TASK TO CARRY OUT: Each record must be output exactly and in full.

Dataset entries:
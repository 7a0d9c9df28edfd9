//! Template-rendering controller.
//!
//! Reads `views/example.html` (relative to the working directory) on every
//! request and renders it with [`tera`], autoescaping on, exposing the page
//! data as `{{ name }}`. A missing or broken template is a `500`, logged, not
//! a startup failure.

use std::path::{Path, PathBuf};

use http::StatusCode;
use tera::{Context, Tera};
use tracing::error;

use crate::capability::{Controller, Export};
use crate::endpoint::BoxFuture;
use crate::module::Module;
use crate::request::Request;
use crate::response::Response;

pub const LOCATOR: &str = "plugins/controllers/templates";

pub struct Templates {
    template: PathBuf,
    name: &'static str,
}

impl Templates {
    pub fn new(template: impl AsRef<Path>, name: &'static str) -> Self {
        Self { template: template.as_ref().to_owned(), name }
    }
}

impl Controller for Templates {
    fn fire(&self, _req: Request) -> BoxFuture {
        let template = self.template.clone();
        let name = self.name;
        Box::pin(async move {
            let text = match tokio::fs::read_to_string(&template).await {
                Ok(text) => text,
                Err(e) => {
                    error!(template = %template.display(), "cannot read template: {e}");
                    return Response::error(StatusCode::INTERNAL_SERVER_ERROR);
                }
            };
            match render(&text, name) {
                Ok(page) => Response::html(page),
                Err(e) => {
                    error!(template = %template.display(), "cannot render template: {e}");
                    Response::error(StatusCode::INTERNAL_SERVER_ERROR)
                }
            }
        })
    }
}

fn render(template: &str, name: &str) -> tera::Result<String> {
    let mut ctx = Context::new();
    ctx.insert("name", name);
    Tera::one_off(template, &ctx, true)
}

pub fn load() -> Module {
    Module::new().export(
        "Controller",
        Export::controller(Templates::new("views/example.html", "Programmer")),
    )
}

#[cfg(test)]
mod tests {
    use http::Method;

    use super::*;

    #[test]
    fn escapes_the_substituted_value() {
        let page = render("<b>{{ name }}</b>", "<Tom & \"Jerry\">").unwrap();
        assert_eq!(page, "<b>&lt;Tom &amp; &quot;Jerry&quot;&gt;</b>");
    }

    #[test]
    fn spacing_inside_the_action_does_not_matter() {
        assert_eq!(render("<h1>{{name}}</h1>", "Programmer").unwrap(), "<h1>Programmer</h1>");
        assert_eq!(render("<h1>{{  name  }}</h1>", "Programmer").unwrap(), "<h1>Programmer</h1>");
    }

    #[test]
    fn syntax_errors_are_reported() {
        assert!(render("<h1>{{ name </h1>", "Programmer").is_err());
    }

    #[tokio::test]
    async fn renders_the_bundled_view() {
        let res = Templates::new("views/example.html", "Programmer")
            .fire(Request::new(Method::GET, "/"))
            .await;
        assert_eq!(res.status(), StatusCode::OK);
        let body = std::str::from_utf8(res.body()).unwrap();
        assert!(body.contains("Hello, Programmer!"));
        assert!(!body.contains("{{"));
    }

    #[tokio::test]
    async fn missing_template_is_a_server_error() {
        let res = Templates::new("views/missing.html", "x")
            .fire(Request::new(Method::GET, "/"))
            .await;
        assert_eq!(res.status(), StatusCode::INTERNAL_SERVER_ERROR);
    }
}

WRITTEN RESPONSE:
repository 7a0d9c9df28edfd9
//! Template-rendering controller.
//!
//! Reads `views/example.html` (relative to the working directory) on every
//! request and renders it with [`tera`], autoescaping on, exposing the page
//! data as `{{ name }}`. A missing or broken template is a `500`, logged, not
//! a startup failure.

use std::path::{Path, PathBuf};

use http::StatusCode;
use tera::{Context, Tera};
use tracing::error;

use crate::capability::{Controller, Export};
use crate::endpoint::BoxFuture;
use crate::module::Module;
use crate::request::Request;
use crate::response::Response;

pub const LOCATOR: &str = "plugins/controllers/templates";

pub struct Templates {
    template: PathBuf,
    name: &'static str,
}

impl Templates {
    pub fn new(template: impl AsRef<Path>, name: &'static str) -> Self {
        Self { template: template.as_ref().to_owned(), name }
    }
}

impl Controller for Templates {
    fn fire(&self, _req: Request) -> BoxFuture {
        let template = self.template.clone();
        let name = self.name;
        Box::pin(async move {
            let text = match tokio::fs::read_to_string(&template).await {
                Ok(text) => text,
                Err(e) => {
                    error!(template = %template.display(), "cannot read template: {e}");
                    return Response::error(StatusCode::INTERNAL_SERVER_ERROR);
                }
            };
            match render(&text, name) {
                Ok(page) => Response::html(page),
                Err(e) => {
                    error!(template = %template.display(), "cannot render template: {e}");
                    Response::error(StatusCode::INTERNAL_SERVER_ERROR)
                }
            }
        })
    }
}

fn render(template: &str, name: &str) -> tera::Result<String> {
    let mut ctx = Context::new();
    ctx.insert("name", name);
    Tera::one_off(template, &ctx, true)
}

pub fn load() -> Module {
    Module::new().export(
        "Controller",
        Export::controller(Templates::new("views/example.html", "Programmer")),
    )
}

#[cfg(test)]
mod tests {
    use http::Method;

    use super::*;

    #[test]
    fn escapes_the_substituted_value() {
        let page = render("<b>{{ name }}</b>", "<Tom & \"Jerry\">").unwrap();
        assert_eq!(page, "<b>&lt;Tom &amp; &quot;Jerry&quot;&gt;</b>");
    }

    #[test]
    fn spacing_inside_the_action_does_not_matter() {
        assert_eq!(render("<h1>{{name}}</h1>", "Programmer").unwrap(), "<h1>Programmer</h1>");
        assert_eq!(render("<h1>{{  name  }}</h1>", "Programmer").unwrap(), "<h1>Programmer</h1>");
    }

    #[test]
    fn syntax_errors_are_reported() {
        assert!(render("<h1>{{ name </h1>", "Programmer").is_err());
    }

    #[tokio::test]
    async fn renders_the_bundled_view() {
        let res = Templates::new("views/example.html", "Programmer")
            .fire(Request::new(Method::GET, "/"))
            .await;
        assert_eq!(res.status(), StatusCode::OK);
        let body = std::str::from_utf8(res.body()).unwrap();
        assert!(body.contains("Hello, Programmer!"));
        assert!(!body.contains("{{"));
    }

    #[tokio::test]
    async fn missing_template_is_a_server_error() {
        let res = Templates::new("views/missing.html", "x")
            .fire(Request::new(Method::GET, "/"))
            .await;
        assert_eq!(res.status(), StatusCode::INTERNAL_SERVER_ERROR);
    }
}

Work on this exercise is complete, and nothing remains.